Dataset entries
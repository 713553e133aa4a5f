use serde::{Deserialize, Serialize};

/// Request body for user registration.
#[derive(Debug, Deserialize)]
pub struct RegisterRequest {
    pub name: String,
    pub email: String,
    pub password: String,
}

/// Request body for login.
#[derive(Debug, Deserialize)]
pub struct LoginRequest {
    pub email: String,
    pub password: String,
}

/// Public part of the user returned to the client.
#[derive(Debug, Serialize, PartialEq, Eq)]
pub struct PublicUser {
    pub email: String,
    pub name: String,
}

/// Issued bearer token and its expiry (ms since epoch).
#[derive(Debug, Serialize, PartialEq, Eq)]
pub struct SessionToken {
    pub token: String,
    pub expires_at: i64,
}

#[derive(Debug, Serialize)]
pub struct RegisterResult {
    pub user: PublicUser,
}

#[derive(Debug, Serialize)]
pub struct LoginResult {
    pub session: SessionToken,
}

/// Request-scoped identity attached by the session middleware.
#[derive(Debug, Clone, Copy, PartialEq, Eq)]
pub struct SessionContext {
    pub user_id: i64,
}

* * *

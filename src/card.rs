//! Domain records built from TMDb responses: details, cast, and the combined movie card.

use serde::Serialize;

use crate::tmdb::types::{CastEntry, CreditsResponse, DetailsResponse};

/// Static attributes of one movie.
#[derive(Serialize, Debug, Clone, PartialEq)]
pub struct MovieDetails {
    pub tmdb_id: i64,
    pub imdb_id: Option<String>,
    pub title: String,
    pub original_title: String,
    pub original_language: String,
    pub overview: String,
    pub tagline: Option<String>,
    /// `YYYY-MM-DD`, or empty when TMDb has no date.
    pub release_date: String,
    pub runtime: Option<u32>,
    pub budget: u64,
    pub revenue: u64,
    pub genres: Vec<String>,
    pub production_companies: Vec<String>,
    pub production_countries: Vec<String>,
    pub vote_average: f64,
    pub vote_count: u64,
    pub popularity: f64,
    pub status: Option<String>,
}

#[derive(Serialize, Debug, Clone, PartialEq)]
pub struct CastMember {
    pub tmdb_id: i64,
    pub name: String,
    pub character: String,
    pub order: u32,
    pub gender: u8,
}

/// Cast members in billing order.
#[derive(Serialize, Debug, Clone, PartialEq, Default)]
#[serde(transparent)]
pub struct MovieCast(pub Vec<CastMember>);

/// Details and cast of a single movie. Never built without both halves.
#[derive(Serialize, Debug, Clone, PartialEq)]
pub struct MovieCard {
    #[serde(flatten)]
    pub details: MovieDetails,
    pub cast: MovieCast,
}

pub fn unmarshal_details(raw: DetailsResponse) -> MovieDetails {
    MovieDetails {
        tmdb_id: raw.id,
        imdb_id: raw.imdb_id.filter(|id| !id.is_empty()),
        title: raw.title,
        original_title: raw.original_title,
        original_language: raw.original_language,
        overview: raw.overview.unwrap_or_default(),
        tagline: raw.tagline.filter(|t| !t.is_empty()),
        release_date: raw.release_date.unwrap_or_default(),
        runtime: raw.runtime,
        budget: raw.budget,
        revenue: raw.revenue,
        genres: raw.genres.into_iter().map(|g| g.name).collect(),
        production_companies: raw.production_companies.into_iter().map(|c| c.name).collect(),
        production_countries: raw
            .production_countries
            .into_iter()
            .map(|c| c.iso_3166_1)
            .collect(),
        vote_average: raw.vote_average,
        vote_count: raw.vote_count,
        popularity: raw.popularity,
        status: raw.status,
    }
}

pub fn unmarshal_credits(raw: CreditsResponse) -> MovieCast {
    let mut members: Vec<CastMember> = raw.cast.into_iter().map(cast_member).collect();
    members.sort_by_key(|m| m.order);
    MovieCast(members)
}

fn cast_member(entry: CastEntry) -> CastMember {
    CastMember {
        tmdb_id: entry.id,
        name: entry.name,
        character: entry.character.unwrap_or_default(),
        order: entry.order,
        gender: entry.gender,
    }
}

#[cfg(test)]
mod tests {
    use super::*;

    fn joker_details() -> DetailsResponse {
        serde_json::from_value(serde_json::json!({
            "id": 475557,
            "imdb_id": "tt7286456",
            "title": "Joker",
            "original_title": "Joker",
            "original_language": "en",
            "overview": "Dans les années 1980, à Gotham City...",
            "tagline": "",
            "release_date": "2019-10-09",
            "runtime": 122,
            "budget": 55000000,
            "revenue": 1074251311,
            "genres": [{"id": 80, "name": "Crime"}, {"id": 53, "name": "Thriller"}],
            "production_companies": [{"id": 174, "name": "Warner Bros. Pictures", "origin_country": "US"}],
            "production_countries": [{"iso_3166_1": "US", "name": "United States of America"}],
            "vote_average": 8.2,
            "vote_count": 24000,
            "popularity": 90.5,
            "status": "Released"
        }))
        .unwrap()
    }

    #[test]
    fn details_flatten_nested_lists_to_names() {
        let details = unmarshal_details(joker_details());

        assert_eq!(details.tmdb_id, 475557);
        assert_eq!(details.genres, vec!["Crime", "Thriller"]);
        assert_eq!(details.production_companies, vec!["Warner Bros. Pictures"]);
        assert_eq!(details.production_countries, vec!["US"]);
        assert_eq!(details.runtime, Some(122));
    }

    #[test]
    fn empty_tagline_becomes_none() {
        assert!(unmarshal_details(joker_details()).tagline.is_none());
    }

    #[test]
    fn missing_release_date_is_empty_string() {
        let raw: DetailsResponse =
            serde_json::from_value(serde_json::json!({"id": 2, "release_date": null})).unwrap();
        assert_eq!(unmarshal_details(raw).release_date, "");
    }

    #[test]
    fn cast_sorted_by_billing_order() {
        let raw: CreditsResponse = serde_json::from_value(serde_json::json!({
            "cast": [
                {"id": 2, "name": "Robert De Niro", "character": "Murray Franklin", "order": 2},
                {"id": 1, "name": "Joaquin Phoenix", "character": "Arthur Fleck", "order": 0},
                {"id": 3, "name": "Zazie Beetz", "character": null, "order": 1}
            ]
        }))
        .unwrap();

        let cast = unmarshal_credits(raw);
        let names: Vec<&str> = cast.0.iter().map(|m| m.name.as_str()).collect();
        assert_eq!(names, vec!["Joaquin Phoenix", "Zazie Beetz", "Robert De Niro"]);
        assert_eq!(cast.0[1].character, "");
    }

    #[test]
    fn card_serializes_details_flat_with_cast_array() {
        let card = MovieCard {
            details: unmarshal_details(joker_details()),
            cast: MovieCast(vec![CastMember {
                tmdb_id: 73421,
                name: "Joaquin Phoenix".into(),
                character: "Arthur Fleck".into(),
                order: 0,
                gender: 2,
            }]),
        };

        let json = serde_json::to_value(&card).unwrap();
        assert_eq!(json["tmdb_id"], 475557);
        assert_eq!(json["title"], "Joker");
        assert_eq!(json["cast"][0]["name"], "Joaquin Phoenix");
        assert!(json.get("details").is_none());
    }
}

### [YOUR TASK]
Each line above that contains the word "MovieCast" should be copied.

### [PROBLEM SOLUTION]
pub struct MovieCast(pub Vec<CastMember>);
    pub cast: MovieCast,
pub fn unmarshal_credits(raw: CreditsResponse) -> MovieCast {
    MovieCast(members)
            cast: MovieCast(vec![CastMember {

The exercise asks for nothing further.